The below mentioned article provides a study note on organogenesis.
In plant tissue culture, organogenesis is a process of differentiation by which plant organs like roots, shoots, buds etc. are formed from the unusual points of origin of an organized explants where a preformed meristem is lacking. Plant development through organogenesis is the formation of organs either de novo or adventitious in origin and plant regeneration via organogenesis is a mono-polar structure.
Plant production through organogenesis can be achieved by two modes:
(i) Emergence of adventitious organs directly from the explant.
(ii) Organogenesis through callus formation with de novo origin (Fig. 18.1).
Direct Adventitious Organ Formation:
Every cell of plant is derived from the original zygote through mitotic divisions containing the complete genome. The formation of adventitious buds depends on the reactivation of genes concerned with embryonic phase of development. The addition of growth regulators like auxin and cytokinin in the medium is required to initiate shoot formation from different kinds of tissue explant.
Adventitious in vitro regeneration may give a much higher rate of shoot production than is possible by proliferating axillary shoots. This technique is much used for multiplication in micropropagation system (Fig. 18.2A.

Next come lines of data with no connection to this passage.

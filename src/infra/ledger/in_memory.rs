// In-memory implementation of LedgerStore, used by the tests.
//
// The bot itself always runs on SQLite; nothing here survives a restart.

use crate::core::ledger::{LedgerEntry, LedgerError, LedgerStore};
use async_trait::async_trait;
use dashmap::DashMap;

/// Composite key: users can be in multiple guilds.
#[derive(Hash, Eq, PartialEq, Clone, Copy, Debug)]
struct GuildUserKey {
    guild_id: u64,
    user_id: u64,
}

/// DashMap shards its locks, so the entry API gives us a per-key critical
/// section without wrapping the whole map in a Mutex.
#[allow(dead_code)]
pub struct InMemoryLedgerStore {
    entries: DashMap<GuildUserKey, LedgerEntry>,
}

#[allow(dead_code)]
impl InMemoryLedgerStore {
    pub fn new() -> Self {
        Self {
            entries: DashMap::new(),
        }
    }
}

impl Default for InMemoryLedgerStore {
    fn default() -> Self {
        Self::new()
    }
}

#[async_trait]
impl LedgerStore for InMemoryLedgerStore {
    async fn increment(
        &self,
        guild_id: u64,
        user_id: u64,
        amount: u64,
    ) -> Result<LedgerEntry, LedgerError> {
        let key = GuildUserKey { guild_id, user_id };

        let mut entry = self
            .entries
            .entry(key)
            .or_insert_with(|| LedgerEntry::new(guild_id, user_id));
        entry.experience_points = entry.experience_points.saturating_add(amount);

        Ok(*entry)
    }

    async fn get_entry(
        &self,
        guild_id: u64,
        user_id: u64,
    ) -> Result<Option<LedgerEntry>, LedgerError> {
        let key = GuildUserKey { guild_id, user_id };
        Ok(self.entries.get(&key).map(|entry| *entry))
    }
}

#[cfg(test)]
mod tests {
    use super::*;

    #[tokio::test]
    async fn test_in_memory_store() {
        let store = InMemoryLedgerStore::new();

        assert!(store.get_entry(456, 123).await.unwrap().is_none());

        let entry = store.increment(456, 123, 5).await.unwrap();
        assert_eq!(entry.experience_points, 5);
        assert_eq!(entry.level, 1);

        let entry = store.increment(456, 123, 5).await.unwrap();
        assert_eq!(entry.experience_points, 10);

        let stored = store.get_entry(456, 123).await.unwrap().unwrap();
        assert_eq!(stored, entry);
    }

    #[tokio::test]
    async fn increment_saturates_instead_of_wrapping() {
        let store = InMemoryLedgerStore::new();

        store.increment(1, 1, u64::MAX - 1).await.unwrap();
        let entry = store.increment(1, 1, 5).await.unwrap();

        assert_eq!(entry.experience_points, u64::MAX);
    }
}
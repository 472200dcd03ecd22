// Commands any member can use.
//
// **Notice the pattern:**
// 1. Extract primitive data from Discord types
// 2. Call core service
// 3. Format the response based on the result

use crate::core::ledger::format_rank;
use crate::discord::{Context, Error};
use poise::serenity_prelude as serenity;

/// Show a member's XP and level.
#[poise::command(prefix_command, guild_only, category = "User")]
pub async fn rank(
    ctx: Context<'_>,
    #[description = "Member to check (defaults to you)"] member: Option<serenity::Member>,
) -> Result<(), Error> {
    let guild_id = ctx
        .guild_id()
        .ok_or("This command only works in servers")?
        .get();
    let target = member
        .as_ref()
        .map(|m| &m.user)
        .unwrap_or_else(|| ctx.author());

    match ctx
        .data()
        .ledger
        .get_entry(guild_id, target.id.get())
        .await?
    {
        Some(entry) => ctx.say(format_rank(&target.name, &entry)).await?,
        None => ctx.say("❌ No XP data").await?,
    };

    Ok(())
}

/// Link to the utilities site.
#[poise::command(prefix_command, category = "User")]
pub async fn link(ctx: Context<'_>) -> Result<(), Error> {
    ctx.say(format!("🔗 {}", ctx.data().link_url)).await?;
    Ok(())
}

/// Gateway round-trip latency.
#[poise::command(prefix_command, category = "User")]
pub async fn pong(ctx: Context<'_>) -> Result<(), Error> {
    let latency = ctx.ping().await;
    ctx.say(format!("🏓 {}ms", latency.as_millis())).await?;
    Ok(())
}
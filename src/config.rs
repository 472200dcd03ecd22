// Runtime configuration, read from the environment (and `.env` via dotenv in main).
//
// Parsing goes through a lookup closure so it can be exercised without
// touching the process environment.

use crate::core::access::{AccessPolicy, DenialPolicy};
use crate::core::presence::PresenceState;
use crate::infra::status::DEFAULT_STATUS_WEBHOOK_URL;
use std::path::PathBuf;
use std::str::FromStr;
use thiserror::Error;

pub const DEFAULT_OWNER_ID: u64 = 1158155824548556873;
pub const DEFAULT_OWNERSHIP_ROLE_ID: u64 = 1442689932316381267;
pub const DEFAULT_MOD_ROLE_ID: u64 = 1442689963240984599;
pub const DEFAULT_LINK_URL: &str = "https://txrp-utilities.lovable.app/";
const DEFAULT_DATA_DIR: &str = "data";

#[derive(Debug, Error, PartialEq, Eq)]
pub enum ConfigError {
    #[error("Missing {0} environment variable! Create a .env file with your bot token.")]
    Missing(&'static str),

    #[error("Invalid value `{value}` for {key}")]
    Invalid { key: &'static str, value: String },
}

#[derive(Debug, Clone)]
pub struct BotConfig {
    pub token: String,
    /// `None` disables the status webhook entirely.
    pub webhook_secret: Option<String>,
    pub webhook_url: String,
    pub access: AccessPolicy,
    pub data_dir: PathBuf,
    pub link_url: String,
    pub presence: PresenceState,
}

impl BotConfig {
    pub fn from_env() -> Result<Self, ConfigError> {
        Self::from_lookup(|key| std::env::var(key).ok())
    }

    pub fn from_lookup(lookup: impl Fn(&str) -> Option<String>) -> Result<Self, ConfigError> {
        // Blank values count as unset.
        let get = |key: &str| lookup(key).filter(|v| !v.trim().is_empty());

        let token = get("TOKEN")
            .or_else(|| get("DISCORD_TOKEN"))
            .ok_or(ConfigError::Missing("TOKEN"))?;

        let defaults = PresenceState::default();
        let presence = PresenceState {
            activity_text: get("STATUS_TEXT").unwrap_or(defaults.activity_text),
            stream_url: get("STREAM_URL").unwrap_or(defaults.stream_url),
            status_mode: parse_or("STATUS_MODE", get("STATUS_MODE"), defaults.status_mode)?,
        };

        let access = AccessPolicy {
            owner_id: parse_or("OWNER_ID", get("OWNER_ID"), DEFAULT_OWNER_ID)?,
            ownership_role_id: parse_or(
                "OWNERSHIP_ROLE_ID",
                get("OWNERSHIP_ROLE_ID"),
                DEFAULT_OWNERSHIP_ROLE_ID,
            )?,
            mod_role_id: parse_or("MOD_ROLE_ID", get("MOD_ROLE_ID"), DEFAULT_MOD_ROLE_ID)?,
            denial: parse_or("DENIAL_POLICY", get("DENIAL_POLICY"), DenialPolicy::Reply)?,
        };

        Ok(Self {
            token,
            webhook_secret: get("WEBHOOK_SECRET"),
            webhook_url: get("WEBHOOK_URL").unwrap_or_else(|| DEFAULT_STATUS_WEBHOOK_URL.into()),
            access,
            data_dir: get("DATA_DIR")
                .map(PathBuf::from)
                .unwrap_or_else(|| PathBuf::from(DEFAULT_DATA_DIR)),
            link_url: get("LINK_URL").unwrap_or_else(|| DEFAULT_LINK_URL.into()),
            presence,
        })
    }

    pub fn ledger_db_path(&self) -> PathBuf {
        self.data_dir.join("levels.db")
    }
}

fn parse_or<T: FromStr>(
    key: &'static str,
    value: Option<String>,
    default: T,
) -> Result<T, ConfigError> {
    match value {
        None => Ok(default),
        Some(raw) => raw
            .trim()
            .parse()
            .map_err(|_| ConfigError::Invalid { key, value: raw }),
    }
}
// Discord commands module.
// Each audience gets its own command file.

pub mod help;
pub mod member;
pub mod owner;
pub mod staff;

// Presence glue used by the owner commands and the ready hook.
pub mod presence;

use crate::discord::{Data, Error};

/// Every command the framework knows about, in `$help` order.
pub fn all() -> Vec<poise::Command<Data, Error>> {
    vec![
        staff::kick(),
        staff::ban(),
        staff::purge(),
        staff::embed(),
        owner::setstatus(),
        owner::seturl(),
        owner::setpresence(),
        owner::shutdown(),
        member::rank(),
        member::link(),
        member::pong(),
        help::help(),
    ]
}
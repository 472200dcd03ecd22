// Discord layer - commands and event handlers.

#[path = "commands/command_catalog.rs"]
pub mod commands;

pub mod access;

use crate::core::access::AccessPolicy;
use crate::core::ledger::LedgerService;
use crate::core::presence::PresenceController;
use crate::infra::ledger::SqliteLedgerStore;
use crate::infra::status::WebhookStatusReporter;
use std::sync::Arc;

pub type Error = Box<dyn std::error::Error + Send + Sync>;
pub type Context<'a> = poise::Context<'a, Data, Error>;

/// Data that's shared across all commands.
pub struct Data {
    pub ledger: Arc<LedgerService<SqliteLedgerStore>>,
    pub presence: Arc<PresenceController<WebhookStatusReporter>>,
    pub access: AccessPolicy,
    pub link_url: String,
}
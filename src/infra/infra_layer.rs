// The infra module contains implementations of core traits.
// Each feature implementation goes in its own submodule.

#[path = "ledger/ledger_store.rs"]
pub mod ledger;

#[path = "status/mod.rs"]
pub mod status;
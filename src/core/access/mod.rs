pub mod access_service;

pub use access_service::*;
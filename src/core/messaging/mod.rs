pub mod formatting;

pub use formatting::*;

In suitable medium supplemented with growth hormones the somatic tissues of higher plants are capable of regenerating adventitious buds/shoots. These buds are formed directly from a plant organ or any piece of tissue without forming any callus structure. This type of organogenesis is mostly found in herbaceous plants.

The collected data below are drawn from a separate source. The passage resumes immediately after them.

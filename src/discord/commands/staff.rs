// Staff commands: announcements and moderation.
//
// Role checks happen in the handler against the configured role ids rather
// than Discord permissions, so the gates follow the server's staff roles.

use crate::core::messaging::{
    parse_embed_color, purge_batch_size, purge_fetch_limits, split_purge_page,
};
use crate::discord::access::authorize;
use crate::discord::{Context, Error};
use poise::serenity_prelude as serenity;
use std::time::Duration;

const EMBED_FOOTER: &str = "Texas State Roleplay Utilities Bot";
const DEFAULT_REASON: &str = "No reason";

/// How long the purge confirmation stays up.
const PURGE_NOTICE_TTL: Duration = Duration::from_secs(3);

/// Create staff embed
#[poise::command(slash_command, guild_only, category = "Staff")]
pub async fn embed(
    ctx: Context<'_>,
    #[description = "Title"] title: String,
    #[description = "Message"] description: String,
    #[description = "Hex color"] color: Option<String>,
) -> Result<(), Error> {
    let staff = ctx.data().access.staff();
    if !authorize(ctx, &staff).await? {
        return Ok(());
    }

    let embed = serenity::CreateEmbed::new()
        .title(title)
        .description(description)
        .color(parse_embed_color(color.as_deref()))
        .footer(serenity::CreateEmbedFooter::new(EMBED_FOOTER))
        .timestamp(serenity::Timestamp::now());

    ctx.channel_id()
        .send_message(ctx.http(), serenity::CreateMessage::new().embed(embed))
        .await?;

    ctx.send(
        poise::CreateReply::default()
            .content("Embed sent")
            .ephemeral(true),
    )
    .await?;
    Ok(())
}

/// Kick a member from the server.
#[poise::command(prefix_command, guild_only, category = "Staff")]
pub async fn kick(
    ctx: Context<'_>,
    member: serenity::Member,
    #[rest] reason: Option<String>,
) -> Result<(), Error> {
    let moderator = ctx.data().access.moderator();
    if !authorize(ctx, &moderator).await? {
        return Ok(());
    }

    let reason = reason.unwrap_or_else(|| DEFAULT_REASON.to_string());
    if let Err(e) = member.kick_with_reason(ctx.http(), &reason).await {
        tracing::warn!(target_id = member.user.id.get(), "Kick failed: {}", e);
        ctx.say(format!("❌ Could not kick {}", member.user.name)).await?;
        return Ok(());
    }

    tracing::info!(
        guild_id = member.guild_id.get(),
        target_id = member.user.id.get(),
        moderator_id = ctx.author().id.get(),
        reason = %reason,
        "Member kicked"
    );
    ctx.say(format!("👢 {} kicked", member.user.name)).await?;
    Ok(())
}

/// Ban a member from the server.
#[poise::command(prefix_command, guild_only, category = "Staff")]
pub async fn ban(
    ctx: Context<'_>,
    member: serenity::Member,
    #[rest] reason: Option<String>,
) -> Result<(), Error> {
    let moderator = ctx.data().access.moderator();
    if !authorize(ctx, &moderator).await? {
        return Ok(());
    }

    let reason = reason.unwrap_or_else(|| DEFAULT_REASON.to_string());
    if let Err(e) = member.ban_with_reason(ctx.http(), 0, &reason).await {
        tracing::warn!(target_id = member.user.id.get(), "Ban failed: {}", e);
        ctx.say(format!("❌ Could not ban {}", member.user.name)).await?;
        return Ok(());
    }

    tracing::info!(
        guild_id = member.guild_id.get(),
        target_id = member.user.id.get(),
        moderator_id = ctx.author().id.get(),
        reason = %reason,
        "Member banned"
    );
    ctx.say(format!("🔨 {} banned", member.user.name)).await?;
    Ok(())
}

/// Delete recent messages in this channel.
#[poise::command(prefix_command, guild_only, category = "Staff")]
pub async fn purge(ctx: Context<'_>, amount: u64) -> Result<(), Error> {
    let ownership = ctx.data().access.ownership();
    if !authorize(ctx, &ownership).await? {
        return Ok(());
    }

    let Some(total) = purge_batch_size(amount) else {
        ctx.say("❌ Amount must be at least 1").await?;
        return Ok(());
    };

    let channel_id = ctx.channel_id();
    let mut before: Option<serenity::MessageId> = None;
    let mut deleted = 0usize;

    // Pages come newest first; the first one includes the invoking message.
    for limit in purge_fetch_limits(total) {
        let mut request = serenity::GetMessages::new().limit(limit);
        if let Some(oldest) = before {
            request = request.before(oldest);
        }

        let messages = channel_id.messages(ctx.http(), request).await?;
        let Some(last) = messages.last() else {
            break;
        };
        before = Some(last.id);

        let now = serenity::Timestamp::now().unix_timestamp();
        let page = split_purge_page(
            messages.iter().map(|m| (m.id, m.timestamp.unix_timestamp())),
            now,
        );

        if !page.bulk.is_empty() {
            channel_id.delete_messages(ctx.http(), &page.bulk).await?;
        }
        for id in &page.single {
            channel_id.delete_message(ctx.http(), *id).await?;
        }
        deleted += page.bulk.len() + page.single.len();

        if messages.len() < usize::from(limit) {
            break;
        }
    }

    tracing::info!(channel_id = channel_id.get(), deleted, "Purged messages");

    let notice = ctx.say(format!("🗑️ Purged {}", amount)).await?;
    tokio::time::sleep(PURGE_NOTICE_TTL).await;
    if let Err(e) = notice.delete(ctx).await {
        tracing::debug!("Could not remove purge notice: {}", e);
    }
    Ok(())
}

Promotion of bud formation by cytokinin occurs in several plant species, though the requirement of exogenous cytokinin and auxin in the process varies with the tissue system of different species. In some plant species, the adventitious buds are produced during vegetative reproduction.
Organogenesis through Callus Formation:
Sometimes plant regeneration from cultured explants (cotyledons, hypocotyl, stem, leaf, shoot apex, shoot, root, young inflorescence, embryos, etc.) involves the initiation of basal callus formation and then shoot bud differentiation (Fig. 18.2B). For different species different kinds of explants may be necessary for successful plant regeneration.
Though the explants with mitotically active cells i.e., meristems, shoot tips, axillary buds, immature leaf, immature embryos are good for callus initiation and also can be used successfully to initiate plantlets through organogenesis.
Two modes of cell culture are generally used for organogenic path:
(i) The cultivation of cell clusters on a solid medium;
(ii) The cultivation of cell suspensions in liquid medium.
Medium and Growth Regulators Requirement:
The application of growth regulators are critical for morphogenesis, which varies greatly depending on the tissue type. Callus tissue is comprised of wide range of cell types, the meristematic cells are interspersed within the vacuolated cells. During sub-culturing the meristematic cells may be favoured by the medium composition and organized growth of meristematic tissue may lead to formation of meristemoids.
In these structures the vascularization starts due to appearance of tracheidal cells in the callus which ultimately initiates the formation of shoots and roots. Lowering the auxin and increasing the cytokinin concentration is traditionally performed to induce shoot organogenesis from callus (Fig. 18.3 A).
Auxins alone or in combination with low concentration of cytokinin are important in the induction of root primordia (Fig. 18.3B). Organogenesis can be induced in either cell suspension or callus culture cells; transfer of cells from callus forming medium to regeneration medium and then continued sub-culturing helps in organ formation.
Organogenic differentiation is an outcome of the process of dedifferentiation followed by re-differentiation of cells. Dedifferentiation favours unorganized cell growth and the resultant developed callus has meristems randomly divided.
Most of these meristems, if provided appropriate “in vitro” conditions, would re-differentiate shoot buds and roots. The whole plant regeneration from cultured cells may occur either through shoot-bud differentiation or somatic embryogenesis. All these events establish the totipotency of somatic cells.